Rodrigo Javier Delgado Mocarquer (La Ligua, June 13, 1974) is a Chilean psychologist and politician, member of the Independent Democrat Union (UDI) party. From November 4, 2020 until 11 March 2022, he served as Minister of the Interior and Public Security of Chile, under the second administration of Sebastián Piñera.

Previously, between 2008 and 2020, he was mayor of the Estación Central commune.

Biography

Personal life 
Son of Jorge Delgado Toro Mazote and Eliana Mocarquer Mucarquer, he lived his childhood with his family in La Ligua, in the Valparaíso region. His mother is a descendant of Palestinian immigrants living in Chile.

Since October 19, 2014, he has been married to Nicole Nef, daughter of former soccer player Adolfo Nef. The couple has 3 children; Mariano and María Gracia (twins) and a third.

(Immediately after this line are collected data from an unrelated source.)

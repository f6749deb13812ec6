//! Change-type classifiers applied to modified PII annotations.

use crate::diff::model::FieldChange;
use crate::diff::values::display_value;
use std::collections::BTreeMap;

/// Recognises one domain-specific kind of PII modification
///
/// Classifiers only see `modified` PII changes: the tag and the per-field
/// `{original, exported}` pairs.
pub trait ChangeClassifier: Send + Sync {
    /// Key under which matches are counted
    fn name(&self) -> &str;

    fn classify(&self, tag: &str, field_changes: &BTreeMap<String, FieldChange>) -> bool;

    /// One line for the summary's key findings
    fn describe(&self, count: usize) -> String {
        format!("{count} PII modifications classified as {}", self.name())
    }
}

/// The classifiers run when the caller does not choose
pub fn default_classifiers() -> Vec<Box<dyn ChangeClassifier>> {
    vec![
        Box::new(TurkeyToTurkiye),
        Box::new(AgeFormatChange),
        Box::new(OccupationChange),
    ]
}

fn keyword_change(field_changes: &BTreeMap<String, FieldChange>) -> Option<(String, String)> {
    field_changes
        .get("keyword")
        .map(|fc| (display_value(&fc.original), display_value(&fc.exported)))
}

/// Country name respelled from "Turkey" to "Türkiye"
pub struct TurkeyToTurkiye;

impl ChangeClassifier for TurkeyToTurkiye {
    fn name(&self) -> &str {
        "turkey_to_turkiye"
    }

    fn classify(&self, _tag: &str, field_changes: &BTreeMap<String, FieldChange>) -> bool {
        keyword_change(field_changes)
            .is_some_and(|(orig, exp)| orig.contains("Turkey") && exp.contains("Türkiye"))
    }

    fn describe(&self, count: usize) -> String {
        format!("{count} location changes from Turkey → Türkiye")
    }
}

/// Single age rewritten as a range, e.g. `34` → `30-39`
pub struct AgeFormatChange;

impl ChangeClassifier for AgeFormatChange {
    fn name(&self) -> &str {
        "age_format_changes"
    }

    fn classify(&self, tag: &str, field_changes: &BTreeMap<String, FieldChange>) -> bool {
        tag == "AGE"
            && keyword_change(field_changes).is_some_and(|(orig, exp)| {
                !orig.is_empty() && orig.bytes().all(|b| b.is_ascii_digit()) && exp.contains('-')
            })
    }

    fn describe(&self, count: usize) -> String {
        format!("{count} records have age format changes (single age → range)")
    }
}

/// Any keyword change on an occupation or position tag
pub struct OccupationChange;

impl ChangeClassifier for OccupationChange {
    fn name(&self) -> &str {
        "occupation_changes"
    }

    fn classify(&self, tag: &str, field_changes: &BTreeMap<String, FieldChange>) -> bool {
        matches!(tag, "OCCUPATION" | "POSITION") && field_changes.contains_key("keyword")
    }

    fn describe(&self, count: usize) -> String {
        format!("{count} occupation or position keywords changed")
    }
}

#[cfg(test)]
mod tests {
    use super::*;
    use serde_json::{json, Value};

    fn keyword(orig: Value, exp: Value) -> BTreeMap<String, FieldChange> {
        BTreeMap::from([(
            "keyword".to_string(),
            FieldChange {
                original: orig,
                exported: exp,
            },
        )])
    }

    #[test]
    fn test_turkey() {
        let c = TurkeyToTurkiye;
        assert!(c.classify(
            "COUNTRY",
            &keyword(json!("Ankara, Turkey"), json!("Ankara, Türkiye"))
        ));
        assert!(!c.classify("COUNTRY", &keyword(json!("Turkey"), json!("Greece"))));
    }

    #[test]
    fn test_age_format() {
        let c = AgeFormatChange;
        assert!(c.classify("AGE", &keyword(json!("34"), json!("30-39"))));
        assert!(c.classify("AGE", &keyword(json!(34), json!("30-39"))));
        assert!(!c.classify("AGE", &keyword(json!("thirty"), json!("30-39"))));
        assert!(!c.classify("BIRTH_YEAR", &keyword(json!("1990"), json!("1990-1999"))));
    }

    #[test]
    fn test_occupation_needs_keyword_change() {
        let c = OccupationChange;
        assert!(c.classify("POSITION", &keyword(json!("nurse"), json!("head nurse"))));
        let certainty_only = BTreeMap::from([(
            "certainty".to_string(),
            FieldChange {
                original: json!(1),
                exported: json!(2),
            },
        )]);
        assert!(!c.classify("OCCUPATION", &certainty_only));
    }

    #[test]
    fn test_default_set_names() {
        let names: Vec<String> = default_classifiers()
            .iter()
            .map(|c| c.name().to_string())
            .collect();
        assert_eq!(
            names,
            vec![
                "turkey_to_turkiye",
                "age_format_changes",
                "occupation_changes"
            ]
        );
    }
}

Studies and professional career 
He attended high school at the Arab School of Santiago, and studied psychology at Andrés Bello National University, graduating as a psychologist in 1999. He also has certifications in Corporate Social Responsibility from the University of Chile, and certifications in Excellence in Municipal Services and Management of Local Governments from the University for Development (UDD).

He practiced psychology at the Option Youth Center of Cerro Navia. Later he worked at the Lampa Youth Center.

In 2000 he became director of Community Development of the Municipality of Estacion Central, under mayor Gustavo Hasbún, where he remained for eight years.

Political career 
He was elected mayor of Estación Central, part of Greater Santiago, in the 2008 municipal elections for the 2008–2012 period. He was reelected in the municipal elections of 2012 and 2016, serving three terms in total, for which he was unable to seek reelection for a fourth term after the entry into force of Law 21,238. Since 2019 he was vice president of the Chilean Association of Municipalities (AMUCh), and in April 2020, he became president of the association, succeeding José Miguel Arellano, mayor of Padre Hurtado.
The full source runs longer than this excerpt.